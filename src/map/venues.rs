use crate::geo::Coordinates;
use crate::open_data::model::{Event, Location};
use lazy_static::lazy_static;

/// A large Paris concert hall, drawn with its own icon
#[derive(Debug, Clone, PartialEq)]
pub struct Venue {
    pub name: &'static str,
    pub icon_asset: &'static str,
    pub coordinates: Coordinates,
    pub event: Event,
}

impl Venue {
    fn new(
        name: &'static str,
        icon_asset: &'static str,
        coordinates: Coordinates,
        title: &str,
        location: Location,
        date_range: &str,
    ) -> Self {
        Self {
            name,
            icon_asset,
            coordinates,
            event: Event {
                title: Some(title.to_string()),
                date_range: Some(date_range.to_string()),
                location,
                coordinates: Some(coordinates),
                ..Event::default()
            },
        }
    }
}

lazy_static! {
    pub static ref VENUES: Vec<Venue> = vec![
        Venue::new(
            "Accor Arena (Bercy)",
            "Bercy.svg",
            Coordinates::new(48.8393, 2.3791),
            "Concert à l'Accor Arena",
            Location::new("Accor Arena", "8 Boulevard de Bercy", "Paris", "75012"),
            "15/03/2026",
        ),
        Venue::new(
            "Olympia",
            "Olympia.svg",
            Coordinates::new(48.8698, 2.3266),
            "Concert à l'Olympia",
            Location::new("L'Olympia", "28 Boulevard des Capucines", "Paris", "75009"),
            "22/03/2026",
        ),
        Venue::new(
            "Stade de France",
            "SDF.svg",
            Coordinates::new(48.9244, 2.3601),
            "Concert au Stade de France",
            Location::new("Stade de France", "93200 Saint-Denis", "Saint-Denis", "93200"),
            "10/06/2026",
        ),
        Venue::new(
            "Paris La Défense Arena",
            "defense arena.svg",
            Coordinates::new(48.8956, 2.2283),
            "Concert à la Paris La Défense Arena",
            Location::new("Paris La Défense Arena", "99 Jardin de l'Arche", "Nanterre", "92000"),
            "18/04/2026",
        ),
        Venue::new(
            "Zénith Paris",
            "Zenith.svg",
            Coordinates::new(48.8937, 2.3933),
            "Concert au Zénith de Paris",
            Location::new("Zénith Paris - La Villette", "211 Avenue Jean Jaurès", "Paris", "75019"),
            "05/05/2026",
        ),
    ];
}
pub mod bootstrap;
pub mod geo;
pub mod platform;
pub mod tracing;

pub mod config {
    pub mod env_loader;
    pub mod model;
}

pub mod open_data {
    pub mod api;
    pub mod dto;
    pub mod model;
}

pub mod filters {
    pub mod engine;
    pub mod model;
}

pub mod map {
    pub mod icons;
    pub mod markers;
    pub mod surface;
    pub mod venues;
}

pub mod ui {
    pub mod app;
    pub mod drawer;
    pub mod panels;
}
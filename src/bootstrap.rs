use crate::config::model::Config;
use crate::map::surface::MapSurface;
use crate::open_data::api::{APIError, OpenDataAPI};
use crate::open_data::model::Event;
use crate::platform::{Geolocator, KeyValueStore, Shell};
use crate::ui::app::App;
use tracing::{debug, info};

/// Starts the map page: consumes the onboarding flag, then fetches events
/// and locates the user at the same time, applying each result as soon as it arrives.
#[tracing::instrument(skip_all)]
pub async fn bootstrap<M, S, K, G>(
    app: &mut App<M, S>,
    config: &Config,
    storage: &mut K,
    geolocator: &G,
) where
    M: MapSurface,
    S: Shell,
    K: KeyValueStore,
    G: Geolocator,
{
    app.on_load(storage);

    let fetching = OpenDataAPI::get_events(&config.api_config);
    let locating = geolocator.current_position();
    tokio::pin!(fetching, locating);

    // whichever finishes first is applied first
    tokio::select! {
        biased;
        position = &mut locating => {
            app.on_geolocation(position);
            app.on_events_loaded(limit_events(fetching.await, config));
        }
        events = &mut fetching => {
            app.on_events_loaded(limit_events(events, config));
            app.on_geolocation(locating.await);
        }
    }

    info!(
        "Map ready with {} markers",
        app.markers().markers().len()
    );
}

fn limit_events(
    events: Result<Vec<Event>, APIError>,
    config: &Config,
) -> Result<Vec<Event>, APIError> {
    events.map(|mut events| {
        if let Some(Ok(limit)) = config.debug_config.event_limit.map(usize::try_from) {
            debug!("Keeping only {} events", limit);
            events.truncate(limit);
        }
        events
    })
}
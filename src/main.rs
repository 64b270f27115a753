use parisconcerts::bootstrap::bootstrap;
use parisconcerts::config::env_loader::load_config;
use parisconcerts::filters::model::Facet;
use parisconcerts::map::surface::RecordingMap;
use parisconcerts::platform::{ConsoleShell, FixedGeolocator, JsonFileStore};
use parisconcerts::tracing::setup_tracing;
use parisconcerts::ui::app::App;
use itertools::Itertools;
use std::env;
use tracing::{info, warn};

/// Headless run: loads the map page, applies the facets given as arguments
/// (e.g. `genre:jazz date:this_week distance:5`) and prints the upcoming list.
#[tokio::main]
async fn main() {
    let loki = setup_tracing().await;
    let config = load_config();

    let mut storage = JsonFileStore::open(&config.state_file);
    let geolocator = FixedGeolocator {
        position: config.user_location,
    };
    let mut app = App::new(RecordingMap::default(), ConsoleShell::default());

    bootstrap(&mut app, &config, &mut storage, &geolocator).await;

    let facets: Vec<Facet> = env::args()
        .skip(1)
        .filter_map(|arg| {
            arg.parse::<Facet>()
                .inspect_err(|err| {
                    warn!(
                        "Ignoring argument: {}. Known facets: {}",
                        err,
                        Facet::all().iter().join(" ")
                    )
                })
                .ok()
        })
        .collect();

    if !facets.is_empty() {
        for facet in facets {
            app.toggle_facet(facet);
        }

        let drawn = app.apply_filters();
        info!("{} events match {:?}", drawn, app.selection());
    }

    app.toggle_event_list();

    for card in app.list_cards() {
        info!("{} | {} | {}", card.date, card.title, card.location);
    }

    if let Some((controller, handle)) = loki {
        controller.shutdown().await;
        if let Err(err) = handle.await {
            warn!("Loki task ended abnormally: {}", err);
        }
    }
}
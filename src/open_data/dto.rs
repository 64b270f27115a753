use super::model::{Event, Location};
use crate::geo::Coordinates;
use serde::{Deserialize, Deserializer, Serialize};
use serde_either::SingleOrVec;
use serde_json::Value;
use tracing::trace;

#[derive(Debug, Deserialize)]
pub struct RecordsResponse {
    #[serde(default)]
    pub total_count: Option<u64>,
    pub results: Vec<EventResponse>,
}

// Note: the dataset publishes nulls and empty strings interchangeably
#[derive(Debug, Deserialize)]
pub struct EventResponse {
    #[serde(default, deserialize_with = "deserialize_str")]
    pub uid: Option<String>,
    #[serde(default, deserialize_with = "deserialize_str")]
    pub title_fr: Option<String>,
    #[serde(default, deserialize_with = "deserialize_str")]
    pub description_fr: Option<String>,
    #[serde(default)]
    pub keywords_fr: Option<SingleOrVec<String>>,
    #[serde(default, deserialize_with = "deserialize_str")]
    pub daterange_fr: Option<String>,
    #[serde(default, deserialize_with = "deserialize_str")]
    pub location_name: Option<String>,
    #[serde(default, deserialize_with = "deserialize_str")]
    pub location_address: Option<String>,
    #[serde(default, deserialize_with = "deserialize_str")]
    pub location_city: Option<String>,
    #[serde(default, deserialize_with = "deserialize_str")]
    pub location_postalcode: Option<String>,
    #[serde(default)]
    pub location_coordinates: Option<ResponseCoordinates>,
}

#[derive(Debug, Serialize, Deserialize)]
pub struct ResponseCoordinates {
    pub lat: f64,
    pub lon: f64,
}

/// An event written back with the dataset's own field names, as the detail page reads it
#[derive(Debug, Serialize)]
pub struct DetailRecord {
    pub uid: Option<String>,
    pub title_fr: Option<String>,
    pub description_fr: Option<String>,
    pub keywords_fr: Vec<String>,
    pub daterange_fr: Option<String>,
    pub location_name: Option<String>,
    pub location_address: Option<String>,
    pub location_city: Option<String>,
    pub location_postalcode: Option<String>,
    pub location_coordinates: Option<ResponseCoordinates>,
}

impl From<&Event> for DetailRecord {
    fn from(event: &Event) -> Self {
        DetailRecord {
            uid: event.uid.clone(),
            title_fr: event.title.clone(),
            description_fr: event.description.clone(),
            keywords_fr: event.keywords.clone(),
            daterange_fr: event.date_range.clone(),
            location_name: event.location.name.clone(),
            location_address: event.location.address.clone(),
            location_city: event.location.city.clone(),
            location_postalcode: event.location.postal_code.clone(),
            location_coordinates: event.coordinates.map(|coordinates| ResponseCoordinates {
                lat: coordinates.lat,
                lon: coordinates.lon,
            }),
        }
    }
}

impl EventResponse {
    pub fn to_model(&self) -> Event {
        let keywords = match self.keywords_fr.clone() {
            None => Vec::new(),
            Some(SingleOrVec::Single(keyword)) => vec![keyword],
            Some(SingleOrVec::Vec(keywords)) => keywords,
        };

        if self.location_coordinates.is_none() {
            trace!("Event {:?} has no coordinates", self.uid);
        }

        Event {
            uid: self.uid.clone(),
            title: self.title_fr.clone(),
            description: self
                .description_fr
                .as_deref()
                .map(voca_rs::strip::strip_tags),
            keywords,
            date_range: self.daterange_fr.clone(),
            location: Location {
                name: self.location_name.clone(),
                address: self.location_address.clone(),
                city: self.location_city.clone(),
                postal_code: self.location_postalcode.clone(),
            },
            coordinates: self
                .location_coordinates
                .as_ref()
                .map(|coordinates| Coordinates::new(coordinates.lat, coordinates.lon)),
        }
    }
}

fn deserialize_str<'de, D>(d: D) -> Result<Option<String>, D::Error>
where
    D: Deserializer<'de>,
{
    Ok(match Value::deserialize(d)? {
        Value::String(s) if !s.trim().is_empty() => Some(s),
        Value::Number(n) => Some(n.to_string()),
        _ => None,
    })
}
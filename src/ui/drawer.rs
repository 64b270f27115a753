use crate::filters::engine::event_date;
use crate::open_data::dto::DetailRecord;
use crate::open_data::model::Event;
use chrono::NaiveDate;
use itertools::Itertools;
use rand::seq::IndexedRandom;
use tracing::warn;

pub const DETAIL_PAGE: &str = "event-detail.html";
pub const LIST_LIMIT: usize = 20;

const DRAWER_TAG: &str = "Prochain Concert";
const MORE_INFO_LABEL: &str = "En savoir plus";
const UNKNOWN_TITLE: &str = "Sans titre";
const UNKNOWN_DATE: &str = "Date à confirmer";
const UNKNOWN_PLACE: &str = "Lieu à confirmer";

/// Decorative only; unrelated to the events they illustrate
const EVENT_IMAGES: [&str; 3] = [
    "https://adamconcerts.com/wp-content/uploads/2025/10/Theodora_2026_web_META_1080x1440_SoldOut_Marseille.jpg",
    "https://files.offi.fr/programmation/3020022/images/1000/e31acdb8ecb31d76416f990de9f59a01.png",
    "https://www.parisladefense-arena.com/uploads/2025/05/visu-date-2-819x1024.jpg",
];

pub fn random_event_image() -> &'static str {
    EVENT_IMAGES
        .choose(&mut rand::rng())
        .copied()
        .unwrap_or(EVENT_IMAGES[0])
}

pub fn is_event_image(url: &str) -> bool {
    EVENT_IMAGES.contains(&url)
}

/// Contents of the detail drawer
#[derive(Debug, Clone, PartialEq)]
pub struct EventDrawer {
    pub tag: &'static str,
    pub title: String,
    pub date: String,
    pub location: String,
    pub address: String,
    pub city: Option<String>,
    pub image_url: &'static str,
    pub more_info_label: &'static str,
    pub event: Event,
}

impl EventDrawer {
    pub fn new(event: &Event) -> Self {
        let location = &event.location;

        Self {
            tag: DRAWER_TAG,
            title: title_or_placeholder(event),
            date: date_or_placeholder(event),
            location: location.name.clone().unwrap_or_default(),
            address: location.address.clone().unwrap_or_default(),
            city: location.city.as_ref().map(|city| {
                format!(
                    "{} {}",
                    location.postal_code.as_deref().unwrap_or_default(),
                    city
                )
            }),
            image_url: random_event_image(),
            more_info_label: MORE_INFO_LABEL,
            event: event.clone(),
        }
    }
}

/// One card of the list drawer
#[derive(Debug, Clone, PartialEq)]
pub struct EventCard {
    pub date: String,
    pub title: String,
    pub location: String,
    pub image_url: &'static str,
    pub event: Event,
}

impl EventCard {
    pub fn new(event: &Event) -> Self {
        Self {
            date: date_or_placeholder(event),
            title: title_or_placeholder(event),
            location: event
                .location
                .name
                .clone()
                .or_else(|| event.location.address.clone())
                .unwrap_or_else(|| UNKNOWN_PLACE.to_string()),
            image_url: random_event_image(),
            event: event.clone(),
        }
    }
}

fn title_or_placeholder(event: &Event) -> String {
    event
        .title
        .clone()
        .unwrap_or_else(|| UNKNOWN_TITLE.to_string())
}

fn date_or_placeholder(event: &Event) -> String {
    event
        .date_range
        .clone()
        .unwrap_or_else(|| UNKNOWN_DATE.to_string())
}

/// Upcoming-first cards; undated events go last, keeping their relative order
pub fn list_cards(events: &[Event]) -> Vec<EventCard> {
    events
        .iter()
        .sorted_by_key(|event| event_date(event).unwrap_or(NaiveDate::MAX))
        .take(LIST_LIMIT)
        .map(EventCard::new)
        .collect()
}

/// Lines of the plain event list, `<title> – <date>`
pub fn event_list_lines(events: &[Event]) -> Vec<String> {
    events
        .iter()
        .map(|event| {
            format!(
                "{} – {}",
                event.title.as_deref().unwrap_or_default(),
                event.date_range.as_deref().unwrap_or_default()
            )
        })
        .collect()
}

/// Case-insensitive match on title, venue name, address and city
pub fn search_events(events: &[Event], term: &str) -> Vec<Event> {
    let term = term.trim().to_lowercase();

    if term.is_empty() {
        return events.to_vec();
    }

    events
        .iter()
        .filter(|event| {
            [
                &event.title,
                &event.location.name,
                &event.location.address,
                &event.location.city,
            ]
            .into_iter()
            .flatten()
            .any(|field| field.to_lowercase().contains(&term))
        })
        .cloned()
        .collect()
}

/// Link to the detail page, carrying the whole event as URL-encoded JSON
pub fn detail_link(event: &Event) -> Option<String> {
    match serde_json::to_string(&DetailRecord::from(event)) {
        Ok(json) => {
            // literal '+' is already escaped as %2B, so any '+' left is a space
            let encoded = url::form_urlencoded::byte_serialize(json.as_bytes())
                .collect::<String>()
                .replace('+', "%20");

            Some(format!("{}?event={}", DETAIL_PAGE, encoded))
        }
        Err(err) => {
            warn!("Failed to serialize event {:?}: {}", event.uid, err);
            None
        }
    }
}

----

**The problem**
Reading through the preceding records, tally each line that holds the word "EventResponse" and give the tally by itself.

**Reply to the exercise**
3